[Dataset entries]

============

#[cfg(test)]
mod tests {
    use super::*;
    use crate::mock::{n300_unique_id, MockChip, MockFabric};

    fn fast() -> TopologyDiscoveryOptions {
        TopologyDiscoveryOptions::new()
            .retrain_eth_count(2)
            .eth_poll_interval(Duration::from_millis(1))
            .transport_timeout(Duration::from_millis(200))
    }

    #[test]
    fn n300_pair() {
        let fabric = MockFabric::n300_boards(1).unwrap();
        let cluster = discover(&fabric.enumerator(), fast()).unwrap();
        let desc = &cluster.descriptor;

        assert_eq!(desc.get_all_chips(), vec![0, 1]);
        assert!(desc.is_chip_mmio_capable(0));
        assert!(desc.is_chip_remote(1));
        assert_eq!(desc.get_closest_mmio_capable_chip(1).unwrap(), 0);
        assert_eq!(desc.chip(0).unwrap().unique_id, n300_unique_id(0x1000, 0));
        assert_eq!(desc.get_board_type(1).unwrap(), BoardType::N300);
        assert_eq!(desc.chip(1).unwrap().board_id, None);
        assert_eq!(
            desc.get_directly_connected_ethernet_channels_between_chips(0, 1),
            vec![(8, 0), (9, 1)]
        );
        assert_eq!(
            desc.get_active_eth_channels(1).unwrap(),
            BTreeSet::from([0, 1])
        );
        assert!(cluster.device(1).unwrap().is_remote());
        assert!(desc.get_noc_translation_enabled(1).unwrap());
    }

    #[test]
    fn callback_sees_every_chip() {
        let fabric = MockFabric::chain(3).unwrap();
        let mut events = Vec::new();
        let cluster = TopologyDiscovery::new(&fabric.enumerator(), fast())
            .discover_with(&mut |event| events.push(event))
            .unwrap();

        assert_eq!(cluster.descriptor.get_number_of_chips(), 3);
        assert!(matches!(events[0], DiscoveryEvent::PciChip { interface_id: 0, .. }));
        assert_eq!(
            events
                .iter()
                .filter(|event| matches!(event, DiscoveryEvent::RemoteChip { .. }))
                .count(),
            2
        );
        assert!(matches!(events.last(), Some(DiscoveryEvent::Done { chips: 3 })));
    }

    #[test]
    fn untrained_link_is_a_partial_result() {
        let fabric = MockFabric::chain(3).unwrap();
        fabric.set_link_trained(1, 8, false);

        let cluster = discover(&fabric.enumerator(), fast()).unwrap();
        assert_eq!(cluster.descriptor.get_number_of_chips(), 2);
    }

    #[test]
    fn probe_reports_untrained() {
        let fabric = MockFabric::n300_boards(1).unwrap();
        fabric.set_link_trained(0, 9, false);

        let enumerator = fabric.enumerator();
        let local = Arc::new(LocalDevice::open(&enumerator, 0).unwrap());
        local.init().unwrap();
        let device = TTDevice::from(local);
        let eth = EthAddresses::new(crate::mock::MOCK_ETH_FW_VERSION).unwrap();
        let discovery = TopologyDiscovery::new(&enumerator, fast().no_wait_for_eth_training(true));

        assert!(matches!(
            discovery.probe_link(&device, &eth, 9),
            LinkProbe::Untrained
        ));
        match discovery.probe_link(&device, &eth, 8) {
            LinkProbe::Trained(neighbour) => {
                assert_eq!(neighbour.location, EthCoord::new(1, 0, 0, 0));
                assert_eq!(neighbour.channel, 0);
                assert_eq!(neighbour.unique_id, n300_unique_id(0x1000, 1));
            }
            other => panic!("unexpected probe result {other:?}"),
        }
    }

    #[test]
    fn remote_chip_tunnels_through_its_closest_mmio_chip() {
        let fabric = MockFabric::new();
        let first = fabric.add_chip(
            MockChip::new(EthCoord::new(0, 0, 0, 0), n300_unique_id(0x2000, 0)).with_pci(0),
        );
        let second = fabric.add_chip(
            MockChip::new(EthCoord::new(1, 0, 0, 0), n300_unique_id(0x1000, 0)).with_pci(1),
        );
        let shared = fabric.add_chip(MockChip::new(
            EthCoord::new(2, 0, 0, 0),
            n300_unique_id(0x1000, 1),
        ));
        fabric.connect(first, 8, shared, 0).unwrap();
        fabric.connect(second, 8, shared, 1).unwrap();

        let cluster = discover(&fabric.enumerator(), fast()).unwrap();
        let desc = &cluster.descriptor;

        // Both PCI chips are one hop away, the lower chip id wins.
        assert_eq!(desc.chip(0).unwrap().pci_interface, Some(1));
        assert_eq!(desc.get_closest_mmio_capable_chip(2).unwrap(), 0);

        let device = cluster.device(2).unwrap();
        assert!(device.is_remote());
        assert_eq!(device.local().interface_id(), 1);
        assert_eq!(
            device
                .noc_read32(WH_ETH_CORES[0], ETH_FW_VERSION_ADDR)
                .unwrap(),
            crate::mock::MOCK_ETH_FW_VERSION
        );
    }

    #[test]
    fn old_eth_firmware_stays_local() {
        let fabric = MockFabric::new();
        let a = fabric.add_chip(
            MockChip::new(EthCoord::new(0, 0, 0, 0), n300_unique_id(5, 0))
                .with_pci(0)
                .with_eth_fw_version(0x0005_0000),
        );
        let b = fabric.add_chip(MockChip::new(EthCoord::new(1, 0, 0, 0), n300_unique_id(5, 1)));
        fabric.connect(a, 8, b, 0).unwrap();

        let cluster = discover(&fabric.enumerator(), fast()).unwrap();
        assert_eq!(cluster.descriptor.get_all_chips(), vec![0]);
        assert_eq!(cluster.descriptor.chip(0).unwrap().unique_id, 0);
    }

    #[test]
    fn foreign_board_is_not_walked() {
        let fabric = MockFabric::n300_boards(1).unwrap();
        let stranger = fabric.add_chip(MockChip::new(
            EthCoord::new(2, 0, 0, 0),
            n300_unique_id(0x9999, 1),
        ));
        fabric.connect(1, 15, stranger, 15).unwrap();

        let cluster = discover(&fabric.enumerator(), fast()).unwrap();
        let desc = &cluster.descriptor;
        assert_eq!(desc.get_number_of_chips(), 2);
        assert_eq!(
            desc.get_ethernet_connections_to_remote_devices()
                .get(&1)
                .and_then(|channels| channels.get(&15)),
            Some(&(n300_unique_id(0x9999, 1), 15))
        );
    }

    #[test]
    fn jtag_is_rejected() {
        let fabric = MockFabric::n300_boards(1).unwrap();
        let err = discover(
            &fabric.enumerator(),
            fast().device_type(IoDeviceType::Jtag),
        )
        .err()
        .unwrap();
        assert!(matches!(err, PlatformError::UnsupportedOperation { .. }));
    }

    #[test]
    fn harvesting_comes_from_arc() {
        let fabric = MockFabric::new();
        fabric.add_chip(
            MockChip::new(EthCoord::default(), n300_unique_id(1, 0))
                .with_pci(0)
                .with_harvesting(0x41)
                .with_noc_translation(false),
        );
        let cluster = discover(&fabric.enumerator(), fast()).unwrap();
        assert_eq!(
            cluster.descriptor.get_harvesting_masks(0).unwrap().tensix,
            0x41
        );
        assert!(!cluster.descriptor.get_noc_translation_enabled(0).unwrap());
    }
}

============

[TASK REQUIREMENTS] Isolate the lines above that contain the word "descriptor" and copy them.

[RESULT OF THIS TASK]
        let desc = &cluster.descriptor;
        assert_eq!(cluster.descriptor.get_number_of_chips(), 3);
        assert_eq!(cluster.descriptor.get_number_of_chips(), 2);
        let desc = &cluster.descriptor;
        assert_eq!(cluster.descriptor.get_all_chips(), vec![0]);
        assert_eq!(cluster.descriptor.chip(0).unwrap().unique_id, 0);
        let desc = &cluster.descriptor;
            cluster.descriptor.get_harvesting_masks(0).unwrap().tensix,
        assert!(!cluster.descriptor.get_noc_translation_enabled(0).unwrap());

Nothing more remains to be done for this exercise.